Cayrol R, Wosik K, Berard JL, et al. Activated leukocyte cell adhesion molecule promotes leukocyte trafficking into the central nervous system

Neuroimmunology Research Laboratory, Center for Excellence in Neuromics, Centre Hospitalier de l'Université de Montréal-Notre-Dame Hospital, Université de Montréal, H2L 4M1, Montréal, Québec, Canada.

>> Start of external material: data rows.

use odata_client::{ClientConfig, ClientModel, DataServiceContext, DataServiceRequest, OperationResponse};

#[tokio::main]
async fn main() -> anyhow::Result<()> {
    // Load environment variables from .env file if it exists
    dotenvy::dotenv().ok();

    use env_logger::Builder;
    use log::LevelFilter;

    Builder::new()
        .filter_level(LevelFilter::Info)
        .filter_module("reqwest", LevelFilter::Warn)
        .filter_module("hyper", LevelFilter::Warn)
        .parse_default_env()
        .init();

    let paths: Vec<String> = std::env::args().skip(1).collect();
    if paths.is_empty() {
        eprintln!("usage: odata-batch <query-path>...");
        eprintln!("  e.g. odata-batch 'Customers?$top=5' 'Orders/$count'");
        std::process::exit(2);
    }

    let config = ClientConfig::load()?;
    println!("Service root: {}", config.service.root);

    let context = DataServiceContext::from_config(&config, ClientModel::new())?;
    // Entries of unregistered types are reported but not tracked.
    context.set_merge_option(odata_client::MergeOption::NoTracking);

    let queries = paths.iter().map(DataServiceRequest::new).collect();
    let response = context.execute_batch(queries).await?;

    println!(
        "$batch returned {}",
        response
            .batch_status_code
            .map(|s| s.to_string())
            .unwrap_or_else(|| "nothing".to_string())
    );
    for (path, operation) in paths.iter().zip(response.iter()) {
        match operation {
            OperationResponse::Query(query) => match &query.error {
                Some(error) => println!("  {} {} -> {}", query.status_code, path, error),
                None => println!(
                    "  {} {} -> {} entr{}{}",
                    query.status_code,
                    path,
                    query.entries.len(),
                    if query.entries.len() == 1 { "y" } else { "ies" },
                    query
                        .count
                        .map(|c| format!(" (count {})", c))
                        .unwrap_or_default()
                ),
            },
            OperationResponse::Change(change) => println!("  {} {}", change.status_code, path),
        }
    }

    Ok(())
}
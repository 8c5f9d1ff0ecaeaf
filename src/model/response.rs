use http::{HeaderMap, StatusCode};
use serde_json::{Map, Value};
use std::sync::Arc;
use url::Url;

use crate::error::ClientError;
use crate::model::common::EntityHandle;
use crate::model::descriptor::Descriptor;
use crate::model::request::DataServiceRequest;

/// One resource record produced by the message reader.
#[derive(Debug, Clone, Default, PartialEq)]
pub struct MaterializedEntry {
    pub type_name: Option<String>,
    pub identity: Option<Url>,
    pub edit_link: Option<Url>,
    pub read_link: Option<Url>,
    pub etag: Option<String>,
    pub properties: Map<String, Value>,
    pub media_read_link: Option<Url>,
    pub media_edit_link: Option<Url>,
    pub media_etag: Option<String>,
    pub media_content_type: Option<String>,
}

#[derive(Debug, Clone, Default, PartialEq)]
pub struct MaterializedFeed {
    pub entries: Vec<MaterializedEntry>,
    pub count: Option<i64>,
    pub next_link: Option<Url>,
}

/// Result of one insert, update, delete or link operation.
#[derive(Debug, Clone)]
pub struct ChangeOperationResponse {
    pub status_code: StatusCode,
    pub headers: HeaderMap,
    pub descriptor: Option<Descriptor>,
    pub error: Option<Arc<ClientError>>,
}

/// Result of one query.
#[derive(Debug, Clone)]
pub struct QueryOperationResponse {
    pub status_code: StatusCode,
    pub headers: HeaderMap,
    pub query: DataServiceRequest,
    pub entries: Vec<MaterializedEntry>,
    /// Tracked entities the entries were merged into; empty under NoTracking.
    pub handles: Vec<EntityHandle>,
    pub count: Option<i64>,
    pub next_link: Option<Url>,
    pub error: Option<Arc<ClientError>>,
}

impl QueryOperationResponse {
    pub fn empty(status_code: StatusCode, headers: HeaderMap, query: DataServiceRequest) -> Self {
        Self {
            status_code,
            headers,
            query,
            entries: Vec::new(),
            handles: Vec::new(),
            count: None,
            next_link: None,
            error: None,
        }
    }
}

#[derive(Debug, Clone)]
pub enum OperationResponse {
    Change(ChangeOperationResponse),
    Query(QueryOperationResponse),
}

impl OperationResponse {
    pub fn status_code(&self) -> StatusCode {
        match self {
            OperationResponse::Change(r) => r.status_code,
            OperationResponse::Query(r) => r.status_code,
        }
    }

    pub fn headers(&self) -> &HeaderMap {
        match self {
            OperationResponse::Change(r) => &r.headers,
            OperationResponse::Query(r) => &r.headers,
        }
    }

    pub fn error(&self) -> Option<&Arc<ClientError>> {
        match self {
            OperationResponse::Change(r) => r.error.as_ref(),
            OperationResponse::Query(r) => r.error.as_ref(),
        }
    }

    pub fn as_change(&self) -> Option<&ChangeOperationResponse> {
        match self {
            OperationResponse::Change(r) => Some(r),
            OperationResponse::Query(_) => None,
        }
    }

    pub fn as_query(&self) -> Option<&QueryOperationResponse> {
        match self {
            OperationResponse::Query(r) => Some(r),
            OperationResponse::Change(_) => None,
        }
    }
}

/// Aggregate result of a save or a batch.
#[derive(Debug, Clone, Default)]
pub struct DataServiceResponse {
    pub is_batch: bool,
    pub batch_status_code: Option<StatusCode>,
    pub batch_headers: HeaderMap,
    pub responses: Vec<OperationResponse>,
}

impl DataServiceResponse {
    pub fn len(&self) -> usize {
        self.responses.len()
    }

    pub fn is_empty(&self) -> bool {
        self.responses.is_empty()
    }

    pub fn iter(&self) -> std::slice::Iter<'_, OperationResponse> {
        self.responses.iter()
    }

    pub fn first_error(&self) -> Option<&Arc<ClientError>> {
        self.responses.iter().find_map(|r| r.error())
    }
}

impl IntoIterator for DataServiceResponse {
    type Item = OperationResponse;
    type IntoIter = std::vec::IntoIter<OperationResponse>;

    fn into_iter(self) -> Self::IntoIter {
        self.responses.into_iter()
    }
}
use http::{HeaderMap, Method, StatusCode};
use parking_lot::RwLock;
use std::fmt;
use std::sync::Arc;

use crate::model::descriptor::Descriptor;

/// A request the pipeline is about to build or send. Handlers may change the
/// URI and headers while the request is being built, and the headers before
/// it is sent.
#[derive(Debug, Clone)]
pub struct RequestEventArgs {
    pub method: Method,
    pub uri: String,
    pub headers: HeaderMap,
    pub descriptor: Option<Descriptor>,
    pub is_batch_part: bool,
}

/// A response the pipeline received. For failed changeset operations the
/// descriptor is withheld.
#[derive(Debug, Clone)]
pub struct ResponseEventArgs {
    pub status_code: StatusCode,
    pub headers: HeaderMap,
    pub descriptor: Option<Descriptor>,
    pub is_batch_part: bool,
}

pub type RequestHandler = Arc<dyn Fn(&mut RequestEventArgs) + Send + Sync>;
pub type ResponseHandler = Arc<dyn Fn(&ResponseEventArgs) + Send + Sync>;

/// Extension points fired by the save and query pipelines.
#[derive(Default)]
pub struct ContextEvents {
    building_request: RwLock<Vec<RequestHandler>>,
    sending_request: RwLock<Vec<RequestHandler>>,
    receiving_response: RwLock<Vec<ResponseHandler>>,
}

impl fmt::Debug for ContextEvents {
    fn fmt(&self, f: &mut fmt::Formatter<'_>) -> fmt::Result {
        f.debug_struct("ContextEvents")
            .field("building_request", &self.building_request.read().len())
            .field("sending_request", &self.sending_request.read().len())
            .field("receiving_response", &self.receiving_response.read().len())
            .finish()
    }
}

impl ContextEvents {
    pub fn on_building_request(&self, handler: RequestHandler) {
        self.building_request.write().push(handler);
    }

    pub fn on_sending_request(&self, handler: RequestHandler) {
        self.sending_request.write().push(handler);
    }

    pub fn on_receiving_response(&self, handler: ResponseHandler) {
        self.receiving_response.write().push(handler);
    }

    // Handlers run on a snapshot so they may register further handlers.
    pub fn fire_building_request(&self, args: &mut RequestEventArgs) {
        let handlers = self.building_request.read().clone();
        for handler in handlers {
            handler(args);
        }
    }

    pub fn fire_sending_request(&self, args: &mut RequestEventArgs) {
        let handlers = self.sending_request.read().clone();
        for handler in handlers {
            handler(args);
        }
    }

    pub fn fire_receiving_response(&self, args: &ResponseEventArgs) {
        let handlers = self.receiving_response.read().clone();
        for handler in handlers {
            handler(args);
        }
    }
}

Nature Immunology (Impact Factor: 20). 03/2008; 9(2):137-45. DOI: 10.1038/ni1551
Source: PubMed


Adhesion molecules of the immunoglobulin superfamily are crucial effectors of leukocyte trafficking into the central nervous system. Using a lipid raft-based proteomic approach, we identified ALCAM as an adhesion molecule involved in leukocyte migration across the blood-brain barrier (BBB). ALCAM expressed on BBB endothelium localized together with CD6 on leukocytes and with BBB endothelium transmigratory cups. ALCAM expression on BBB cells was upregulated in active multiple sclerosis and experimental autoimmune encephalomyelitis lesions. Moreover, ALCAM blockade restricted the transmigration of CD4+ lymphocytes and monocytes across BBB endothelium in vitro and in vivo and reduced the severity and delayed the time of onset of experimental autoimmune encephalomyelitis. Our findings indicate an important function for ALCAM in the recruitment of leukocytes into the brain and identify ALCAM as a potential target for the therapeutic dampening of neuroinflammation.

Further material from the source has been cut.